Thanks as always to Kit Baum, the package tabplot on SSC has been
updated with new ado and help files for that program, which goes back to
1999. Stata 8 is required. tabplot is billed as supporting one-, two-
and three-way bar charts for tables, which understates its possibilities
a little, but the whole story need not be given here.
"Multiple bar charts" would be a good umbrella term, except for the need
to explain that doesn't mean stacked or divided bars and it doesn't mean
bars side by side on the same axis (and except for the puzzle that a
single bar would just get lonely, so don't all bar charts have multiple
bars?). (A single bar does not mean a "singles bar".)
The update in code fixes some awkward, indeed deficient, parsing of
calls to the by() option, which ruled out adjustment of a note() call
together with the by() option.
A bigger deal by comparison is much re-writing of the help file, with
restructured explanation of syntax, better-explained and more numerous
examples, and many more references since the last update several months
ago.
If interested, then use
to install afresh or
to update an existing installation; some readers may be using
instead.
Bar charts are basic, and may seem very well supported in Stata, as only
a little acquaintance with the documentation reveals four commands,
graph bar, graph hbar, twoway bar and twoway rbar, which might seem
already three more than one might need.
Another command for bar charts (or more; I have others) thus needs a
little explanation.

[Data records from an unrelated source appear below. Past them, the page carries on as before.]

//! Consistency audits
//!
//! Provides:
//! - File integrity verification and the periodic file audit ([`files`])
//! - Per-record consistency checks ([`records`])
//! - OAI set / community correspondence ([`oai`])
//!
//! Every check yields a [`CheckResult`] whose `issues` tree is empty when the
//! check passed. Failed checks are logged as JSON.

pub mod files;
pub mod oai;
pub mod records;

use serde::{Deserialize, Serialize};
use serde_json::{Map, Value};
use std::collections::HashMap;
use std::hash::Hash;
use tracing::error;
use uuid::Uuid;

/// Outcome of one check
#[derive(Debug, Clone, PartialEq, Serialize, Deserialize)]
pub struct CheckResult {
    /// What was checked (record, community, ...)
    pub subject: Value,
    /// Nested issue tree: `{category: {issue: details}}`
    pub issues: Map<String, Value>,
}

impl CheckResult {
    pub fn new(subject: Value) -> Self {
        Self {
            subject,
            issues: Map::new(),
        }
    }

    pub fn is_ok(&self) -> bool {
        self.issues.is_empty()
    }

    /// Record an issue under `category.name`
    pub fn issue(&mut self, category: &str, name: &str, details: Value) {
        let entry = self
            .issues
            .entry(category.to_string())
            .or_insert_with(|| Value::Object(Map::new()));
        if let Some(map) = entry.as_object_mut() {
            map.insert(name.to_string(), details);
        }
    }
}

/// Results of one audit run
#[derive(Debug, Clone, Serialize, Deserialize)]
pub struct AuditReport {
    pub audit_id: Uuid,
    pub checked: usize,
    pub failed: Vec<CheckResult>,
}

impl AuditReport {
    pub fn new() -> Self {
        Self {
            audit_id: Uuid::new_v4(),
            checked: 0,
            failed: Vec::new(),
        }
    }

    /// Count a check and keep it when it failed
    pub fn push(&mut self, check: CheckResult) {
        self.checked += 1;
        if !check.is_ok() {
            error!(
                audit_id = %self.audit_id,
                check = %serde_json::to_string(&check).unwrap_or_default(),
                "Audit check failed"
            );
            self.failed.push(check);
        }
    }

    pub fn is_ok(&self) -> bool {
        self.failed.is_empty()
    }
}

impl Default for AuditReport {
    fn default() -> Self {
        Self::new()
    }
}

/// Items occurring more than once, in first-occurrence order
pub fn duplicates<T: Eq + Hash + Clone>(items: impl IntoIterator<Item = T>) -> Vec<T> {
    let mut counts: HashMap<T, usize> = HashMap::new();
    let mut order = Vec::new();
    for item in items {
        let count = counts.entry(item.clone()).or_insert(0);
        *count += 1;
        if *count == 2 {
            order.push(item);
        }
    }
    order
}

#[cfg(test)]
mod tests {
    use super::*;
    use serde_json::json;

    #[test]
    fn test_duplicates() {
        assert_eq!(duplicates(vec!["a", "b", "a", "c", "b", "a"]), vec!["a", "b"]);
        assert!(duplicates(Vec::<i32>::new()).is_empty());
    }

    #[test]
    fn test_check_result_and_report() {
        let mut ok = CheckResult::new(json!({"recid": 1}));
        assert!(ok.is_ok());

        let mut report = AuditReport::new();
        report.push(ok.clone());
        ok.issue("files", "missing", json!(true));
        ok.issue("files", "multiple_buckets", json!(["a", "b"]));
        report.push(ok);

        assert_eq!(report.checked, 2);
        assert_eq!(report.failed.len(), 1);
        assert_eq!(report.failed[0].issues["files"]["missing"], true);
        assert!(!report.is_ok());
    }
}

This one is itself just a wrapper for twoway rbar,
but it can do various plots more easily than you could do yourself,
unless you were willing to do a little programming and a lot of fiddling
around.
The main conceit of tabplot is table-like plots. The name is intended to
evoke commands like tabulate with their structured output of tables in
rows and columns.
Incidentally, I note that there is a tabplot package for R with its main
command tableplot; an old Stata command of mine called tableplot also
exists on SSC, but its main capabilities have long since been folded
into tabplot. I don't doubt that tabplot on R is good, but I've never
used it or studied its documentation closely. I am pretty sure that I
used the name first, not that I mind so long as the name remains
distinct within Stata.
Clearly the help file is there with the details you are expected to
want, so the best I can now do for anyone curious is to give a couple of
self-contained examples, together with a moderate sales pitch.
Other applications of tabplot can be found at
http://www.statalist.org/forums/foru...-and-subgraphs
http://www.statalist.org/forums/foru...something-else
http://www.statalist.org/forums/foru...d-with-grc1leg
http://www.statalist.org/forums/foru...lot-or-tabplot
http://stats.stackexchange.com/quest...inal-variables
http://stats.stackexchange.com/quest...ical-variables
Greenacre (2007, p.42; full reference below) gave these data from the
Encuesta Nacional de la Salud (Spanish National Health Survey), 1997.
They are interesting in themselves, but for my purposes they are useful
as an example large enough to be challenging. As with many tables, the
main handle for understanding is to look at the probability distribution
of the response health given the predictor age. tabplot offers options
to calculate percent or proportional/fractional breakdowns on the fly.
Aesthetic preferences or conventions often encourage presentation in
terms of percents. ("Percentage" seems to me too long a word, whatever
dictionaries may say.)
What particularly bites here are some very small percents, which are
perfectly credible and not at all unusual for such data. A merit of the
multiple bar charts design is that small values are discernible as such.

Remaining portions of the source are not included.